REQUIRED ACTION
From the material below, pull each line containing the string "MetadataSnapshot".

◇ ◇ ◇

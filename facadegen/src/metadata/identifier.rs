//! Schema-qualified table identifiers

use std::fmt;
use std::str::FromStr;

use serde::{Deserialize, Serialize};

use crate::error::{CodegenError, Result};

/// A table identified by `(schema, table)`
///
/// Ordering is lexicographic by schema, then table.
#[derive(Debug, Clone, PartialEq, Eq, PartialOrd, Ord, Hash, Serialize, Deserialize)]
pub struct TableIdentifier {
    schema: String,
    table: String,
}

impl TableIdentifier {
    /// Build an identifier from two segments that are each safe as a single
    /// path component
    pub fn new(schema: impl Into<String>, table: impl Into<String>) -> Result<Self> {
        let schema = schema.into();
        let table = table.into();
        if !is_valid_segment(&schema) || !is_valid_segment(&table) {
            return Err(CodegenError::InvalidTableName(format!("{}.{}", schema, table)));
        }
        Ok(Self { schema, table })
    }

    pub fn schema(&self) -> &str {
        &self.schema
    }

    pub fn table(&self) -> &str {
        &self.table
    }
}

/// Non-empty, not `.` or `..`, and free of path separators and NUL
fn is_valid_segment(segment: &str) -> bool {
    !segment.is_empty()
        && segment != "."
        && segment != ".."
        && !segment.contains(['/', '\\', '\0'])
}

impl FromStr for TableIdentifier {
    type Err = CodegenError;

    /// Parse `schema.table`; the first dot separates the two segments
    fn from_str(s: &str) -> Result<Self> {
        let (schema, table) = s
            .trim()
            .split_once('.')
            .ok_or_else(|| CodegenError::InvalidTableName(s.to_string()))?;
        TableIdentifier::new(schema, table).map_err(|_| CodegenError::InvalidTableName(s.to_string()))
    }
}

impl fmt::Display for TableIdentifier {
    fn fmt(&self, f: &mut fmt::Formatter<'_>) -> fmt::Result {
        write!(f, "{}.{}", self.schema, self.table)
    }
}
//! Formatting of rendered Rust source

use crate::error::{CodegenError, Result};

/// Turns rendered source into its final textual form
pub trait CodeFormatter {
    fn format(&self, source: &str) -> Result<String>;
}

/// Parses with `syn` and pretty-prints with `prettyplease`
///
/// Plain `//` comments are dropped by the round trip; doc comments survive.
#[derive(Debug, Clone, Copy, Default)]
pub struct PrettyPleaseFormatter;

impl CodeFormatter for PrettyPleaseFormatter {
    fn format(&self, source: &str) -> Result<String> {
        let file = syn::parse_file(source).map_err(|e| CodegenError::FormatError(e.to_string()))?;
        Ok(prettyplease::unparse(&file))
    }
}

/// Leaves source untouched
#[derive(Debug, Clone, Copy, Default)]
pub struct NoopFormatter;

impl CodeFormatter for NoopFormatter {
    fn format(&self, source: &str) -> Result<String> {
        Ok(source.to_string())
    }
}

◇ ◇ ◇

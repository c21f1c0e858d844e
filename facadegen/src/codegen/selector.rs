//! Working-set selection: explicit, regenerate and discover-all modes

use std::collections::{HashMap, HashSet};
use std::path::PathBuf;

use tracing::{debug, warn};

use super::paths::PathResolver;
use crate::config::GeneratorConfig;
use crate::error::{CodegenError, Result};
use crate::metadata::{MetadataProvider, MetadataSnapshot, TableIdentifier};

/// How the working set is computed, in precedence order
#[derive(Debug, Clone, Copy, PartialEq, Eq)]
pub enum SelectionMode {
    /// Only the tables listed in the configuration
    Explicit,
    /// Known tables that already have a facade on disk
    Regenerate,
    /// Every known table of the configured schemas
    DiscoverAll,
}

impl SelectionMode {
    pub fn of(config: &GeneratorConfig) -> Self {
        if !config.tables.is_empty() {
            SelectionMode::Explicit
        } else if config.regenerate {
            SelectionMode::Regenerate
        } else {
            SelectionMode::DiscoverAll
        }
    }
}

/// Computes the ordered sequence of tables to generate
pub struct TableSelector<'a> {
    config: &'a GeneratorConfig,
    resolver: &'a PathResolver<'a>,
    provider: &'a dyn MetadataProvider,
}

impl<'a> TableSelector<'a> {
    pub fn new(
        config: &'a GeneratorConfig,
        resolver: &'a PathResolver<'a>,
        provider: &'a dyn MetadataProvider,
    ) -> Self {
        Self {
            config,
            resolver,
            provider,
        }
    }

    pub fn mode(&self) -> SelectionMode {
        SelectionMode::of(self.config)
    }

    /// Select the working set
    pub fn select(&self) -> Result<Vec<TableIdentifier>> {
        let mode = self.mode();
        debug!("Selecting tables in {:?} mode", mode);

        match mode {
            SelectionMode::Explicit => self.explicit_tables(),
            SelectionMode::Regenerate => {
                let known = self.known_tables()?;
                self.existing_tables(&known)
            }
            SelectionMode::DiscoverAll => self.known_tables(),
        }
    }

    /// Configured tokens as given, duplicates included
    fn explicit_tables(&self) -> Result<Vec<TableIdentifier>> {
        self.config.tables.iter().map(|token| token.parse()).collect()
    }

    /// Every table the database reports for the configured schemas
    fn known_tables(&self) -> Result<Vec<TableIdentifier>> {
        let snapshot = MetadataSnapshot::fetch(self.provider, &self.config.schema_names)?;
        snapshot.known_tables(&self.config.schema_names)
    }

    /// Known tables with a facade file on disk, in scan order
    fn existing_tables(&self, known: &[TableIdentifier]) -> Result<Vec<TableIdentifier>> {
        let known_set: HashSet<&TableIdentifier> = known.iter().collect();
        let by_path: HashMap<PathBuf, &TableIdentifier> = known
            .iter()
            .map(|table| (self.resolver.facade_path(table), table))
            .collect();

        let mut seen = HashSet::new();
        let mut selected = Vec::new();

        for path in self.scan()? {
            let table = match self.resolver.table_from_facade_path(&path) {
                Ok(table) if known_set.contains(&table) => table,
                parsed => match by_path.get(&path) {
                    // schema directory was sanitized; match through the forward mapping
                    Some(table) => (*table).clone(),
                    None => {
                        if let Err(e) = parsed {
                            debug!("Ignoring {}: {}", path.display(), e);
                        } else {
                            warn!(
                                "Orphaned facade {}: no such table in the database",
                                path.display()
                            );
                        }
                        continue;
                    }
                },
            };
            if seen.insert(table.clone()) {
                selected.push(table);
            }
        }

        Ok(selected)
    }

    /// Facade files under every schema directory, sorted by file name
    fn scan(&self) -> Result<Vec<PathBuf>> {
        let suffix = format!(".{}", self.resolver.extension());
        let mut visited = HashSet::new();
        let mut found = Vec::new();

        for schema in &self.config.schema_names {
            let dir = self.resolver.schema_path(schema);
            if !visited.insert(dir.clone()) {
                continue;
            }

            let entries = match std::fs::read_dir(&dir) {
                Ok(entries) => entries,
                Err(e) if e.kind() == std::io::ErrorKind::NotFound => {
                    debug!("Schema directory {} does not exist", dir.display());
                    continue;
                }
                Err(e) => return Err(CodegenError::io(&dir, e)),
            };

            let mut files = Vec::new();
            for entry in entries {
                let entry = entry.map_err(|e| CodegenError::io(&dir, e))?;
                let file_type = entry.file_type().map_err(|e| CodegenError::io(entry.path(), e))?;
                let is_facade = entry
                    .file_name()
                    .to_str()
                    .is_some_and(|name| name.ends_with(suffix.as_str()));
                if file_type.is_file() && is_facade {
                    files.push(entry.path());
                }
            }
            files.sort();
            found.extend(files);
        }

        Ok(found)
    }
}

◇ ◇ ◇

YOUR RESPONSE
use crate::metadata::{MetadataProvider, MetadataSnapshot, TableIdentifier};
        let snapshot = MetadataSnapshot::fetch(self.provider, &self.config.schema_names)?;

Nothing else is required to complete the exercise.